The Six Attributes of Unhealthy Conversations work by Google Research, University of Oxford, University of South Carolina, and others, established more intricate guidelines to ensure the quality of their labels:
- With regards to the subjective nature of their labels, they address it as such:
  
  The inherent subtlety, subjectivity, and frequent ambiguity of the attributes covered in this dataset make crowdsourcing quality attribute labels an unavoidably difficult process. Typically the goal in an annotation task would simply be to maximise agreement between the multiple annotators of each comment. However, when the annotation task is inherently subjective and meaningful difference of opinion is itself valuable data, the goal becomes instead to maximise common understanding of the task across annotators. This entails tailoring the phrasing of the questions put to annotators, so as to create as common an understanding as possible of what each question is really asking. This way, disagreement between annotators reflected in the dataset will represent different reasonable readings of the same comment which are themselves important to capture.
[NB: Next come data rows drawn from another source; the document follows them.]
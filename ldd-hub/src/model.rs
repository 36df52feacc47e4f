//! Reading data model
//!
//! The size categories form a closed set shared by ingestion, aggregation and
//! trend computation. The small/large split is derived from the label text by
//! [`classify_label`], so every consumer applies the same parsing rule.

use chrono::{DateTime, Utc};
use serde::{Deserialize, Serialize};
use std::collections::BTreeMap;
use std::fmt;
use std::str::FromStr;
use uuid::Uuid;

use crate::error::HubError;

/// Node name used when a payload omits `node`
pub const DEFAULT_NODE: &str = "unknown-node";

/// Status used when a payload omits `status`
pub const DEFAULT_STATUS: &str = "unknown";

/// Largest count accepted for one category in one report
///
/// Keeps every per-node and per-bucket sum far inside `i64`.
pub const MAX_COUNT: i64 = u32::MAX as i64;

/// Largest size (mm) still classified as small
pub const SMALL_THRESHOLD_MM: f64 = 50.0;

/// Measured size bucket reported by a node
#[derive(Debug, Clone, Copy, PartialEq, Eq, PartialOrd, Ord, Hash, Serialize, Deserialize)]
pub enum SizeCategory {
    #[serde(rename = "<30mm")]
    Under30,
    #[serde(rename = "30-50mm")]
    From30To50,
    #[serde(rename = "50-80mm")]
    From50To80,
    #[serde(rename = "80-150mm")]
    From80To150,
    #[serde(rename = ">150mm")]
    Over150,
}

impl SizeCategory {
    /// Every category, smallest first
    pub const ALL: [SizeCategory; 5] = [
        SizeCategory::Under30,
        SizeCategory::From30To50,
        SizeCategory::From50To80,
        SizeCategory::From80To150,
        SizeCategory::Over150,
    ];

    pub fn as_str(self) -> &'static str {
        match self {
            SizeCategory::Under30 => "<30mm",
            SizeCategory::From30To50 => "30-50mm",
            SizeCategory::From50To80 => "50-80mm",
            SizeCategory::From80To150 => "80-150mm",
            SizeCategory::Over150 => ">150mm",
        }
    }

    /// Small/large class of this category's label
    pub fn class(self) -> SizeClass {
        classify_label(self.as_str())
    }
}

impl fmt::Display for SizeCategory {
    fn fmt(&self, f: &mut fmt::Formatter<'_>) -> fmt::Result {
        f.write_str(self.as_str())
    }
}

impl FromStr for SizeCategory {
    type Err = HubError;

    fn from_str(s: &str) -> Result<Self, Self::Err> {
        SizeCategory::ALL
            .into_iter()
            .find(|category| category.as_str() == s)
            .ok_or_else(|| HubError::InvalidCategory(s.to_string()))
    }
}

/// Coarse classification used by the weekly trend
#[derive(Debug, Clone, Copy, PartialEq, Eq, Serialize, Deserialize)]
#[serde(rename_all = "lowercase")]
pub enum SizeClass {
    Small,
    Large,
}

/// Classify a free-text size label as small or large
///
/// All integers embedded in the label are extracted. One number is compared
/// directly against the threshold, several numbers by their mean. A label
/// without any number is `Large`.
pub fn classify_label(label: &str) -> SizeClass {
    let numbers: Vec<f64> = label
        .split(|c: char| !c.is_ascii_digit())
        .filter(|part| !part.is_empty())
        .filter_map(|part| part.parse::<f64>().ok())
        .collect();

    if numbers.is_empty() {
        return SizeClass::Large;
    }

    let mean = numbers.iter().sum::<f64>() / numbers.len() as f64;
    if mean <= SMALL_THRESHOLD_MM {
        SizeClass::Small
    } else {
        SizeClass::Large
    }
}

/// One stored row
#[derive(Debug, Clone, PartialEq, Serialize)]
pub struct Reading {
    pub batch_id: Uuid,
    pub node: String,
    pub status: String,
    pub timestamp: DateTime<Utc>,
    pub size_category: SizeCategory,
    pub count: i64,
}

/// Body of an ingest call as sent by a node
///
/// Counts are kept as raw JSON so that negative, fractional or non-numeric
/// values surface as `InvalidPayload` instead of a generic decode failure.
#[derive(Debug, Clone, Deserialize)]
pub struct IngestRequest {
    #[serde(default)]
    pub node: Option<String>,
    #[serde(default)]
    pub status: Option<String>,
    #[serde(default)]
    pub rock_stats: Option<BTreeMap<String, serde_json::Value>>,
}

impl IngestRequest {
    /// Parse a raw request body
    pub fn from_json_slice(body: &[u8]) -> Result<Self, HubError> {
        serde_json::from_slice(body)
            .map_err(|e| HubError::InvalidPayload(format!("Invalid JSON: {}", e)))
    }
}

/// Validated set of rows sharing node, status and timestamp
#[derive(Debug, Clone, PartialEq)]
pub struct ReadingBatch {
    batch_id: Uuid,
    node: String,
    status: String,
    timestamp: DateTime<Utc>,
    counts: BTreeMap<SizeCategory, i64>,
}

impl ReadingBatch {
    /// Validate a request and stamp it with the ingestion time
    ///
    /// Category errors take precedence over count errors so that a payload
    /// mentioning an unknown size bucket is always reported as such.
    pub fn new(request: IngestRequest, timestamp: DateTime<Utc>) -> Result<Self, HubError> {
        let node = match request.node {
            Some(node) if node.trim().is_empty() => {
                return Err(HubError::InvalidPayload("node must not be empty".to_string()))
            }
            Some(node) => node,
            None => DEFAULT_NODE.to_string(),
        };
        let status = request
            .status
            .map(|s| s.trim().to_string())
            .filter(|s| !s.is_empty())
            .unwrap_or_else(|| DEFAULT_STATUS.to_string());

        let stats = request
            .rock_stats
            .ok_or_else(|| HubError::InvalidPayload("rock_stats is required".to_string()))?;
        if stats.is_empty() {
            return Err(HubError::InvalidPayload("rock_stats is empty".to_string()));
        }

        let mut parsed = Vec::with_capacity(stats.len());
        for (label, value) in &stats {
            parsed.push((label.parse::<SizeCategory>()?, label, value));
        }

        let mut counts = BTreeMap::new();
        for (category, label, value) in parsed {
            let count = value
                .as_i64()
                .filter(|count| (0..=MAX_COUNT).contains(count))
                .ok_or_else(|| {
                    HubError::InvalidPayload(format!(
                        "count for {} must be an integer between 0 and {}, got {}",
                        label, MAX_COUNT, value
                    ))
                })?;
            counts.insert(category, count);
        }

        Ok(Self {
            batch_id: Uuid::new_v4(),
            node,
            status,
            timestamp,
            counts,
        })
    }

    pub fn batch_id(&self) -> Uuid {
        self.batch_id
    }

    pub fn node(&self) -> &str {
        &self.node
    }

    pub fn status(&self) -> &str {
        &self.status
    }

    pub fn timestamp(&self) -> DateTime<Utc> {
        self.timestamp
    }

    pub fn counts(&self) -> &BTreeMap<SizeCategory, i64> {
        &self.counts
    }

    /// Rows this batch expands to, one per category
    pub fn readings(&self) -> impl Iterator<Item = Reading> + '_ {
        self.counts.iter().map(move |(category, count)| Reading {
            batch_id: self.batch_id,
            node: self.node.clone(),
            status: self.status.clone(),
            timestamp: self.timestamp,
            size_category: *category,
            count: *count,
        })
    }
}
- With regards to prompting for correctness from the annotators, they define an approach that relies on establishing "trustworthiness scores":
  
  Our primary quality control mechanism was to collate a set of ‘test comments’, for which we had manually established the correct answers. Annotators encountered one test comment per batch of seven comments they reviewed, without knowing which of the seven was the test comment, and their running accuracy on these test comments was defined as their ‘trustworthiness score’. The task required that annotators maintain a trustworthiness score of more than 78%. If an annotator dropped below this level, they were removed from the annotator pool for this task, and all of their prior annotations were discarded. The removed ‘bad’ annotator judgements were replaced by newly collected trusted judgements as necessary.
Be prepared to work with limitations and constraints for which no workaround is seemingly plausible:
- Social posts contain transliterations, abbreviations, interjections, language for which no tokenizer is equipped with the right vocabulary, small talk that provides little to no context from which to infer remotely accurate predictions, terms and expressions that rise in popularity as quickly as they are forgotten, and overall human written expression at its most deliberate and raw and unrestricted form.
- Aim to reflect the size range of your target inputs:
  - 19.6% of instances in the emotion dataset used by CardiffNLP fall between 118 and 134 number of characters. It is the largest proportion, followed by 13.8% ranging between 134 and 150 characters. In contrast, the largest proportion of posts on Farcaster is less than 20 characters long.
  - The Human ChatGPT Comparison Corpus (HC3) from Hello-SimpleAI strays the furthest in terms of the number of characters. It clearly did not prompt neither the human answers nor the ChatGPT ones for brevity. In fact, the sustained verbose eloquence is a strong feature indicative of LLM-generated content, which introduces added complexity in detecting it within the often short social posts.